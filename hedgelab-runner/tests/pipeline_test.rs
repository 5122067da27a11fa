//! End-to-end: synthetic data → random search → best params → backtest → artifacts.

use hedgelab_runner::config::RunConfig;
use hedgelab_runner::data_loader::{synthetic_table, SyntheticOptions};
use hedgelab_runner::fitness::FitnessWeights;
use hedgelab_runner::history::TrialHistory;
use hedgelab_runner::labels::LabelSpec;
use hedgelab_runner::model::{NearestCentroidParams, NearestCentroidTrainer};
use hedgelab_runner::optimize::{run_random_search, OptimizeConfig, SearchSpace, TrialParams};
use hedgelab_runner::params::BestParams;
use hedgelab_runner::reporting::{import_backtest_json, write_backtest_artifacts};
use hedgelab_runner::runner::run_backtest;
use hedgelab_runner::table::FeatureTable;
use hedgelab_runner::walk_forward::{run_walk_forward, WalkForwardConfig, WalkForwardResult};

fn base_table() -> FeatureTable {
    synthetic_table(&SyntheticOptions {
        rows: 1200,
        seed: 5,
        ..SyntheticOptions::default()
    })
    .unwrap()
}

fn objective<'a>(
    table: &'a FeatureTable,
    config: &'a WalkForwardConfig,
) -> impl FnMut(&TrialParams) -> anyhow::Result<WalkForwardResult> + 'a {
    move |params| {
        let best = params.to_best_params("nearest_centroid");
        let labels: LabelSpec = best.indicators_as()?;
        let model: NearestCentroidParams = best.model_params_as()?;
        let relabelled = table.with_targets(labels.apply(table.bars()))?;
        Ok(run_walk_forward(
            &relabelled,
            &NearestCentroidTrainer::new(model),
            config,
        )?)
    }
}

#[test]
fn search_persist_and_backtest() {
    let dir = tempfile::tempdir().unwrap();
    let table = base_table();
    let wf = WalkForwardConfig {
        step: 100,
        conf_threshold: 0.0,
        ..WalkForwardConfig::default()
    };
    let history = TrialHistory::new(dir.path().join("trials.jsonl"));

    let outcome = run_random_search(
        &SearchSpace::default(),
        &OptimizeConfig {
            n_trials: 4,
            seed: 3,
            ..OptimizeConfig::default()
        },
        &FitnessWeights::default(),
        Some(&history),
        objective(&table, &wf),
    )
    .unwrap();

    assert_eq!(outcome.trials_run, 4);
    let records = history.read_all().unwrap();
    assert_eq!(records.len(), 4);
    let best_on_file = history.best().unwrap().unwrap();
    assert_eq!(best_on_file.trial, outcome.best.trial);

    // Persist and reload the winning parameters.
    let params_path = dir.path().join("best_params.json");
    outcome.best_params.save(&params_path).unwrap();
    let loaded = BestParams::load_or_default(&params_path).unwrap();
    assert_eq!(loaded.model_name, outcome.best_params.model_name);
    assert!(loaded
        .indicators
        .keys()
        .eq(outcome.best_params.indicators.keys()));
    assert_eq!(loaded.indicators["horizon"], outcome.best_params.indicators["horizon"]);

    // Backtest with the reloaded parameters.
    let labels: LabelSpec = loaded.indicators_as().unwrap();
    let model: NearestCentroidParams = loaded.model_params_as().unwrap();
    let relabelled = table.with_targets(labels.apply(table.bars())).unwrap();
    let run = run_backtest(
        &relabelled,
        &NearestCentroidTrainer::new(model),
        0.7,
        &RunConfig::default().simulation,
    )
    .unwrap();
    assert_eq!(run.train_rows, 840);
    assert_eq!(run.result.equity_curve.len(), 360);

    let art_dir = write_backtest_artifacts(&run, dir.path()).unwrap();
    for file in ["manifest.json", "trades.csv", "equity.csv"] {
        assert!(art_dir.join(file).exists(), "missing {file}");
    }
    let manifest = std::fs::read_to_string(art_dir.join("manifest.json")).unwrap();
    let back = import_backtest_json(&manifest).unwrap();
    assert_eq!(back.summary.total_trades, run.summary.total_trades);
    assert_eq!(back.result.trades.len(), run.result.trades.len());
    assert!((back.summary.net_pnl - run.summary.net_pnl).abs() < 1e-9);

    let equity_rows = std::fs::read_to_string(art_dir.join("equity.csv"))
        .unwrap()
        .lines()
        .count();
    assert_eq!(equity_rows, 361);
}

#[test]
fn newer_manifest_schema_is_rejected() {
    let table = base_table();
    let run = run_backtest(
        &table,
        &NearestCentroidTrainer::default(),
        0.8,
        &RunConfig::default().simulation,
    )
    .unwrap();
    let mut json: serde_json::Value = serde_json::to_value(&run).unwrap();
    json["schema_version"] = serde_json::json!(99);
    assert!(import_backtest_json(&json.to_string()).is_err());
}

* [TASK REQUIREMENTS]
Determine how many lines in the data above contain the string "relabelled". Give nothing except the number.

* [YOUR SOLUTION]
4